Em 1982, Corden e Neary, ao fazerem uma análise comparativa do fenômeno do booming

sector do gás natural nos Países Baixos com eventos similares em outros países, tais como a Austrália,

com o boom dos minérios e o petróleo no Reino Unido e em alguns países integrantes da OPEP, concluíram que havia um padrão que aproximava todas essas experiências de crescimento econômico. Ou seja, o boom das commodities (petróleo, minérios, gás natural, etc..) geravam pressões negativas na atividade industrial e a esse fenômeno denominaram Doença Holandesa.

Para compreender esse processo, definimo-la conforme Bresser-Pereira (2008); isto é, uma falha de mercado originada de abundância de recursos naturais baratos capazes de valorizar as moedas de um país e tornar não-rentável as produções de mercadorias mais complexas. Estas, por sua vez, são definidas por GALA (2017), como mercadorias não ubíquas e com elevado grau de conectividade econômica no que tange a produção de outros bens, serviços de alto nível e maior nível de emprego, costumeiramente, bens industrializados ou de capital.

Em suma, a Doença Holandesa é uma falha de mercado pois os recursos naturais abundantes do bomming sector são capazes de apreciar a taxa de câmbio, tendo em vista, que os custos baixos de produção dessas commodities possibilitam a competitividade internacional. Ou seja, em um modelo Ricardiano, seus custos e preços correspondentes são inferiores aos prevalecentes no mercado internacional, que são determinados por produtores marginalmente menos eficientes (BRESSER-PEREIRA, 2008). A elevação da taxa de câmbio, desta forma, torna não rentável a produção de bens industrializados ao mercado internacional, ao passo que os produtores industriais poderão, também, optar por produzir commodities, que são marginalmente mais competitivas.

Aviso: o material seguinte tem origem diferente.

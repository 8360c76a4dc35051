//! Communication layer: the communicator façade, setup wire records, and
//! the halo schedule with its exchange channel.

pub mod communicator;
pub mod halo;
pub mod wire;

pub use communicator::{CommTag, Communicator, LocalComm, NoComm, SetupTags, Wait};
pub use halo::{HaloChannel, HaloSchedule};
/// One rank's share of the mesh.
pub struct Part<C: Communicator, T: Scalar = f64> {
    comm: C,
    config: PartConfig,
    tags: SetupTags,
    base: BaseInfo,
    coordinates: CoordinateStore,
    connectivity: Connectivity,
    sections: Vec<Section<T>>,
    cells: Vec<Cell<T>>,
    local_by_gid: HashMap<GlobalId, LocalId>,
    ghosts: GhostRegistry<T>,
    faces: Vec<Face>,
    n_local_faces: usize,
    n_ghost_faces: usize,
    boundary_sections: Vec<BoundarySection>,
    boundaries: BTreeMap<String, Vec<FaceId>>,
    schedule: HaloSchedule,
    coefficients: HaloChannel<C, T>,
    next_channel: u16,
}

impl<C: Communicator, T: Scalar> std::fmt::Debug for Part<C, T> {
    fn fmt(&self, f: &mut std::fmt::Formatter<'_>) -> std::fmt::Result {
        f.debug_struct("Part")
            .field("rank", &self.rank())
            .field("cells", &self.cells.len())
            .field("ghosts", &self.ghosts.len())
            .field("faces", &self.faces.len())
            .finish()
    }
}

impl<C: Communicator, T: Scalar> Part<C, T> {
    #[inline]
    pub fn rank(&self) -> usize {
        self.comm.rank()
    }

    #[inline]
    pub fn size(&self) -> usize {
        self.comm.size()
    }

    pub fn comm(&self) -> &C {
        &self.comm
    }

    pub fn config(&self) -> &PartConfig {
        &self.config
    }

    pub fn base(&self) -> &BaseInfo {
        &self.base
    }

    pub fn coordinates(&self) -> &CoordinateStore {
        &self.coordinates
    }

    pub fn connectivity(&self) -> &Connectivity {
        &self.connectivity
    }

    pub fn sections(&self) -> &[Section<T>] {
        &self.sections
    }

    pub fn schedule(&self) -> &HaloSchedule {
        &self.schedule
    }

    // ----- cells -------------------------------------------------------------

    #[inline]
    pub fn count_local_cells(&self) -> usize {
        self.cells.len()
    }

    #[inline]
    pub fn count_ghost_cells(&self) -> usize {
        self.ghosts.len()
    }

    pub fn local_cells(&self) -> std::slice::Iter<'_, Cell<T>> {
        self.cells.iter()
    }

    pub fn local_cells_mut(&mut self) -> std::slice::IterMut<'_, Cell<T>> {
        self.cells.iter_mut()
    }

    /// Local cells with no ghost neighbour; safe to update while a halo
    /// exchange is in flight.
    pub fn inner_cells(&self) -> impl Iterator<Item = &Cell<T>> {
        self.cells.iter().filter(|c| c.is_inner())
    }

    pub fn inter_cells(&self) -> impl Iterator<Item = &Cell<T>> {
        self.cells.iter().filter(|c| c.is_inter())
    }

    pub fn ghost_cells(&self) -> std::slice::Iter<'_, Cell<T>> {
        self.ghosts.iter()
    }

    /// GlobalIds of every ghost, ascending.
    pub fn ghost_keys(&self) -> impl Iterator<Item = GlobalId> + '_ {
        self.ghosts.keys()
    }

    /// Local or ghost cell by LocalId.
    pub fn cell(&self, id: LocalId) -> Option<&Cell<T>> {
        self.cells.get(id.get()).or_else(|| self.ghosts.get(id))
    }

    pub fn cell_mut(&mut self, id: LocalId) -> Option<&mut Cell<T>> {
        if id.get() < self.cells.len() {
            self.cells.get_mut(id.get())
        } else {
            self.ghosts.get_mut(id)
        }
    }

    pub fn local_by_global(&self, gid: GlobalId) -> Option<&Cell<T>> {
        self.local_by_gid.get(&gid).map(|id| &self.cells[id.get()])
    }

    pub fn ghost_by_global(&self, gid: GlobalId) -> Option<&Cell<T>> {
        self.ghosts.by_global(gid)
    }

    // ----- faces -------------------------------------------------------------

    pub fn face(&self, id: FaceId) -> Option<&Face> {
        self.faces.get(id.get())
    }

    /// Faces between two local cells.
    pub fn local_faces(&self) -> &[Face] {
        &self.faces[..self.n_local_faces]
    }

    /// Faces between a local holder and a ghost sharer.
    pub fn ghost_faces(&self) -> &[Face] {
        &self.faces[self.n_local_faces..self.n_local_faces + self.n_ghost_faces]
    }

    pub fn boundary_faces(&self) -> &[Face] {
        &self.faces[self.n_local_faces + self.n_ghost_faces..]
    }

    /// Boundary faces of a named section. Names of sections present in the
    /// mesh but without faces on this rank yield nothing.
    pub fn boundary_faces_of(
        &self,
        name: &str,
    ) -> Result<impl Iterator<Item = &Face>, MeshPartError> {
        let ids = self
            .boundaries
            .get(name)
            .ok_or_else(|| MeshPartError::UnknownBoundary(name.to_owned()))?;
        Ok(ids.iter().map(|id| &self.faces[id.get()]))
    }

    pub fn boundary_names(&self) -> impl Iterator<Item = &str> {
        self.boundaries.keys().map(String::as_str)
    }

    pub fn boundary_sections(&self) -> &[BoundarySection] {
        &self.boundary_sections
    }

    // ----- halo exchange -----------------------------------------------------

    /// Post the coefficient blocks of every sent cell. Pair with
    /// [`update_coefficients`](Self::update_coefficients).
    pub fn share_coefficients(&mut self) -> Result<(), MeshPartError> {
        let cells = &self.cells;
        self.coefficients
            .share(&self.comm, &self.schedule, |id, slot| {
                slot.copy_from_slice(cells[id.get()].coefficients())
            })
    }

    /// Wait for the coefficient exchange and refresh every ghost.
    pub fn update_coefficients(&mut self) -> Result<(), MeshPartError> {
        let ghosts = &mut self.ghosts;
        self.coefficients.update(&self.schedule, |id, slot| {
            if let Some(g) = ghosts.get_mut(id) {
                g.coefficients_mut().copy_from_slice(slot);
            }
        })
    }

    /// A new channel carrying `width` scalars per cell, on its own tag.
    ///
    /// Channel tags count up from the coefficient channel and never wrap
    /// back into the setup tags.
    pub fn open_channel(&mut self, width: usize) -> Result<HaloChannel<C, T>, MeshPartError> {
        let tag = self
            .tags
            .channels
            .checked_offset(self.next_channel)
            .ok_or(MeshPartError::ChannelTagsExhausted)?;
        self.next_channel = self
            .next_channel
            .checked_add(1)
            .ok_or(MeshPartError::ChannelTagsExhausted)?;
        Ok(HaloChannel::new(&self.schedule, width, tag))
    }

    /// Start `channel`, filling each sent cell's slot with `pack`.
    pub fn share_with<F>(
        &self,
        channel: &mut HaloChannel<C, T>,
        mut pack: F,
    ) -> Result<(), MeshPartError>
    where
        F: FnMut(&Cell<T>, &mut [T]),
    {
        let cells = &self.cells;
        channel.share(&self.comm, &self.schedule, |id, slot| pack(&cells[id.get()], slot))
    }

    /// Finish `channel`, handing each ghost its received slot.
    pub fn update_with<F>(
        &mut self,
        channel: &mut HaloChannel<C, T>,
        mut unpack: F,
    ) -> Result<(), MeshPartError>
    where
        F: FnMut(&mut Cell<T>, &[T]),
    {
        let ghosts = &mut self.ghosts;
        channel.update(&self.schedule, |id, slot| {
            if let Some(g) = ghosts.get_mut(id) {
                unpack(g, slot);
            }
        })
    }

    // ----- field operations --------------------------------------------------

    /// Scalars per cell in gathered buffers.
    #[inline]
    pub fn cell_data_len(&self) -> usize {
        self.config.fields_per_cell
    }

    /// Offset of a local cell's block in gathered buffers.
    #[inline]
    pub fn cell_data_offset(&self, id: LocalId) -> usize {
        id.get() * self.cell_data_len()
    }

    /// Every local coefficient block, concatenated in LocalId order.
    pub fn gather_coefficients(&self) -> Vec<T> {
        let mut out = Vec::with_capacity(self.cells.len() * self.cell_data_len());
        for c in &self.cells {
            out.extend_from_slice(c.coefficients());
        }
        out
    }

    /// Inverse of [`gather_coefficients`](Self::gather_coefficients).
    pub fn scatter_coefficients(&mut self, values: &[T]) -> Result<(), MeshPartError> {
        let w = self.cell_data_len();
        let expected = self.cells.len() * w;
        if values.len() != expected {
            return Err(MeshPartError::PayloadLength {
                expected,
                found: values.len(),
            });
        }
        if w == 0 {
            return Ok(());
        }
        for (cell, block) in self.cells.iter_mut().zip(values.chunks_exact(w)) {
            cell.coefficients_mut().copy_from_slice(block);
        }
        Ok(())
    }

    /// Copy coefficients into the per-section field arrays.
    pub fn gather_fields(&mut self) {
        let cells = &self.cells;
        for section in &mut self.sections {
            let ids: Vec<LocalId> = section.local_ids().collect();
            for i_field in 0..section.count_fields() {
                let field = section.field_mut(i_field);
                for (k, id) in ids.iter().enumerate() {
                    field[k] = cells[id.get()].coefficients()[i_field];
                }
            }
        }
    }

    /// Copy the per-section field arrays back into coefficients.
    pub fn scatter_fields(&mut self) {
        for section in &self.sections {
            for (k, id) in section.local_ids().enumerate() {
                let block = self.cells[id.get()].coefficients_mut();
                for (i_field, field) in section.fields().iter().enumerate() {
                    block[i_field] = field[k];
                }
            }
        }
    }

    /// `∫ f` over every local cell.
    pub fn measure_integral<F: Fn(Global) -> f64>(&self, f: F) -> f64 {
        self.cells.iter().map(|c| c.integrator().integrate(&f)).sum()
    }

    /// Total measure of the local cells.
    pub fn volume(&self) -> f64 {
        self.cells.iter().map(Cell::volume).sum()
    }

    // ----- frames ------------------------------------------------------------

    /// Write a checkpoint through `codec`.
    pub fn write_frame_with<K: FrameCodec<T>>(
        &mut self,
        codec: &K,
        frame_name: &str,
    ) -> Result<(), MeshPartError> {
        self.gather_fields();
        let nodes = self
            .coordinates
            .owned_nodes()
            .map(|(index, gid, xyz)| FrameNode {
                zone: index.zone,
                node: index.node,
                gid,
                xyz,
            })
            .collect();
        let sections = self
            .sections
            .iter()
            .zip(self.connectivity.blocks())
            .map(|(s, block)| FrameSection {
                zone: s.zone,
                section: s.section,
                name: s.name.clone(),
                kind: s.kind,
                head: s.head,
                tail: s.tail,
                connectivity: (0..block.len())
                    .flat_map(|i| block.nodes_of(i).iter().copied())
                    .collect(),
                fields: s
                    .fields()
                    .iter()
                    .enumerate()
                    .map(|(i, values)| FrameField {
                        name: self.config.field_name(i),
                        values: values.clone(),
                    })
                    .collect(),
            })
            .collect();
        codec.write(
            frame_name,
            &Frame {
                rank: self.rank(),
                nodes,
                sections,
            },
        )
    }

    /// Read a checkpoint written by the same partition through `codec`.
    pub fn read_frame_with<K: FrameCodec<T>>(
        &mut self,
        codec: &K,
        frame_name: &str,
    ) -> Result<(), MeshPartError> {
        let frame = codec.read(frame_name, self.rank())?;
        if frame.sections.len() != self.sections.len() {
            return Err(MeshPartError::FrameCodec(format!(
                "frame `{frame_name}` has {} sections, rank {} has {}",
                frame.sections.len(),
                self.rank(),
                self.sections.len()
            )));
        }
        for (mine, theirs) in self.sections.iter_mut().zip(&frame.sections) {
            if (mine.zone, mine.section, mine.head, mine.tail)
                != (theirs.zone, theirs.section, theirs.head, theirs.tail)
            {
                return Err(MeshPartError::FrameCodec(format!(
                    "frame `{frame_name}` section `{}` [{}, {}) does not match [{}, {})",
                    theirs.name, theirs.head, theirs.tail, mine.head, mine.tail
                )));
            }
            for i_field in 0..mine.count_fields() {
                let name = self.config.field_name(i_field);
                let field = theirs
                    .fields
                    .iter()
                    .find(|f| f.name == name)
                    .ok_or_else(|| {
                        MeshPartError::FrameCodec(format!(
                            "frame `{frame_name}` lacks field `{name}`"
                        ))
                    })?;
                let dst = mine.field_mut(i_field);
                if field.values.len() != dst.len() {
                    return Err(MeshPartError::PayloadLength {
                        expected: dst.len(),
                        found: field.values.len(),
                    });
                }
                dst.copy_from_slice(&field.values);
            }
        }
        self.scatter_fields();
        Ok(())
    }
}
impl PartitionDescription {
    /// Parse a description stream.
    pub fn parse<R: BufRead>(reader: R) -> Result<Self, MeshPartError> {
        let mut d = Self::default();
        let mut group: Option<usize> = None;
        let mut sends = Ascending::default();
        let mut recvs = Ascending::default();
        for (i, text) in reader.lines().enumerate() {
            let line = i + 1;
            let text = text.map_err(|e| parse_err(line, e.to_string()))?;
            let text = text.trim();
            if text.starts_with('#') {
                group = Some(group.map_or(0, |g| g + 1));
                if group == Some(GROUP_HEADERS.len()) {
                    break;
                }
                continue;
            }
            if text.is_empty() {
                continue;
            }
            let Some(g) = group else {
                return Err(parse_err(line, "missing `#` header line"));
            };
            match g {
                0 => {
                    let [zone, head, tail] = fields(text, line)?;
                    let (head, tail) = range(head, tail, line)?;
                    d.node_ranges.push(NodeRange {
                        zone: zone as usize,
                        head,
                        tail,
                    });
                }
                1 => {
                    let [rank, gid] = fields(text, line)?;
                    let node = GlobalId::new(gid);
                    sends.check(rank as usize, node, line)?;
                    d.nodes_to_send.push(NodeSend {
                        rank: rank as usize,
                        node,
                    });
                }
                2 => {
                    let [rank, gid, zone, node] = fields(text, line)?;
                    let gid = GlobalId::new(gid);
                    recvs.check(rank as usize, gid, line)?;
                    d.nodes_to_recv.push(NodeRecv {
                        rank: rank as usize,
                        node: gid,
                        index: NodeIndex::new(zone as usize, node),
                    });
                }
                3 | 6 => {
                    let [zone, section, head, tail] = fields(text, line)?;
                    let (head, tail) = range(head, tail, line)?;
                    let r = ElementRange {
                        zone: zone as usize,
                        section: section as usize,
                        head,
                        tail,
                    };
                    if g == 3 {
                        d.cell_ranges.push(r);
                    } else {
                        d.boundary_ranges.push(r);
                    }
                }
                4 => {
                    let [holder, sharer] = fields(text, line)?;
                    d.local_pairs.push(LocalPair {
                        holder: GlobalId::new(holder),
                        sharer: GlobalId::new(sharer),
                    });
                }
                5 => {
                    let [rank, holder, sharer, holder_npe, sharer_npe] = fields(text, line)?;
                    d.ghost_pairs.push(GhostPair {
                        rank: rank as usize,
                        holder: GlobalId::new(holder),
                        sharer: GlobalId::new(sharer),
                        holder_npe: holder_npe as usize,
                        sharer_npe: sharer_npe as usize,
                    });
                }
                _ => unreachable!("group index is capped above"),
            }
        }
        match group {
            None => Err(parse_err(0, "empty description")),
            Some(g) if g + 1 < GROUP_HEADERS.len() => Err(parse_err(
                0,
                format!("truncated: {} of {} groups present", g + 1, GROUP_HEADERS.len()),
            )),
            Some(_) => Ok(d),
        }
    }

    /// Write the description in the stream format [`parse`](Self::parse) reads.
    pub fn write<W: Write>(&self, mut w: W) -> Result<(), MeshPartError> {
        writeln!(w, "{}", GROUP_HEADERS[0])?;
        for r in &self.node_ranges {
            writeln!(w, "{} {} {}", r.zone, r.head, r.tail)?;
        }
        writeln!(w, "{}", GROUP_HEADERS[1])?;
        for s in &self.nodes_to_send {
            writeln!(w, "{} {}", s.rank, s.node)?;
        }
        writeln!(w, "{}", GROUP_HEADERS[2])?;
        for r in &self.nodes_to_recv {
            writeln!(w, "{} {} {} {}", r.rank, r.node, r.index.zone, r.index.node)?;
        }
        writeln!(w, "{}", GROUP_HEADERS[3])?;
        for r in &self.cell_ranges {
            writeln!(w, "{} {} {} {}", r.zone, r.section, r.head, r.tail)?;
        }
        writeln!(w, "{}", GROUP_HEADERS[4])?;
        for p in &self.local_pairs {
            writeln!(w, "{} {}", p.holder, p.sharer)?;
        }
        writeln!(w, "{}", GROUP_HEADERS[5])?;
        for p in &self.ghost_pairs {
            writeln!(
                w,
                "{} {} {} {} {}",
                p.rank, p.holder, p.sharer, p.holder_npe, p.sharer_npe
            )?;
        }
        writeln!(w, "{}", GROUP_HEADERS[6])?;
        for r in &self.boundary_ranges {
            writeln!(w, "{} {} {} {}", r.zone, r.section, r.head, r.tail)?;
        }
        w.flush()?;
        Ok(())
    }

    /// `{directory}/partition/{rank}.txt`
    pub fn path_for_rank(directory: impl AsRef<Path>, rank: usize) -> PathBuf {
        directory
            .as_ref()
            .join("partition")
            .join(format!("{rank}.txt"))
    }

    pub fn read_for_rank(directory: impl AsRef<Path>, rank: usize) -> Result<Self, MeshPartError> {
        let path = Self::path_for_rank(directory, rank);
        let file = std::fs::File::open(&path)
            .map_err(|e| MeshPartError::MeshIo(format!("{}: {e}", path.display())))?;
        Self::parse(BufReader::new(file))
    }

    pub fn write_for_rank(
        &self,
        directory: impl AsRef<Path>,
        rank: usize,
    ) -> Result<(), MeshPartError> {
        let path = Self::path_for_rank(directory, rank);
        if let Some(parent) = path.parent() {
            std::fs::create_dir_all(parent)?;
        }
        let file = std::fs::File::create(&path)
            .map_err(|e| MeshPartError::MeshIo(format!("{}: {e}", path.display())))?;
        self.write(std::io::BufWriter::new(file))
    }

    /// Reject neighbour ranks outside `[0, size)` or equal to `rank`.
    pub fn check_ranks(&self, rank: usize, size: usize) -> Result<(), MeshPartError> {
        let bad = self
            .nodes_to_send
            .iter()
            .map(|s| s.rank)
            .chain(self.nodes_to_recv.iter().map(|r| r.rank))
            .chain(self.ghost_pairs.iter().map(|p| p.rank))
            .find(|&r| r >= size || r == rank);
        match bad {
            Some(r) => Err(parse_err(
                0,
                format!("rank {rank} of {size} names neighbour rank {r}"),
            )),
            None => Ok(()),
        }
    }

    /// Node GlobalIds to send, per neighbour, ascending.
    pub fn send_nodes(&self) -> BTreeMap<usize, Vec<GlobalId>> {
        let mut m: BTreeMap<usize, Vec<GlobalId>> = BTreeMap::new();
        for s in &self.nodes_to_send {
            m.entry(s.rank).or_default().push(s.node);
        }
        m
    }

    /// Nodes to receive, per neighbour, ascending.
    pub fn recv_nodes(&self) -> BTreeMap<usize, Vec<(GlobalId, NodeIndex)>> {
        let mut m: BTreeMap<usize, Vec<(GlobalId, NodeIndex)>> = BTreeMap::new();
        for r in &self.nodes_to_recv {
            m.entry(r.rank).or_default().push((r.node, r.index));
        }
        m
    }

    /// Local cells each neighbour keeps as ghosts, with their node counts.
    pub fn send_cells(&self) -> BTreeMap<usize, BTreeMap<GlobalId, usize>> {
        let mut m: BTreeMap<usize, BTreeMap<GlobalId, usize>> = BTreeMap::new();
        for p in &self.ghost_pairs {
            m.entry(p.rank).or_default().insert(p.holder, p.holder_npe);
        }
        m
    }

    /// Ghost cells to receive from each neighbour, with their node counts.
    pub fn recv_cells(&self) -> BTreeMap<usize, BTreeMap<GlobalId, usize>> {
        let mut m: BTreeMap<usize, BTreeMap<GlobalId, usize>> = BTreeMap::new();
        for p in &self.ghost_pairs {
            m.entry(p.rank).or_default().insert(p.sharer, p.sharer_npe);
        }
        m
    }
}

A apreciação cambial via Doença Holandesa, segundo Corden e Neary (1982) é concretizada a partir da exportação excedente da commodity do booming sector. Contudo, para Bresser-Pereira (2008), por ser uma falha de mercado, a apreciação pode continuar independentemente da redução dos custos do booming sector, o que muda é que há uma constante tentativa de ampliar a produtividade em commodities e manter a taxa de câmbio apreciada, gerando assim, maiores ganhos ao setor de mercadorias primárias do que à indústria produtora de bens de consumo duráveis e capital. Na verdade, como constatado pela literatura, a Doença Holandesa cria duas taxas de câmbio de equilíbrio. Uma para o setor de commodities e outra para o setor de bens comercializáveis. A primeira se estabelece com o equilíbrio das contas correntes do país e a segunda à produção industrial. Como os equilíbrios são divergentes e a produção interna volta-se para as commodities, o equilíbrio costuma girar em torno do booming sector. Como este equilibro é superior ao do setor industrial, o novo equilíbrio torna-se prejudicial à indústria nacional.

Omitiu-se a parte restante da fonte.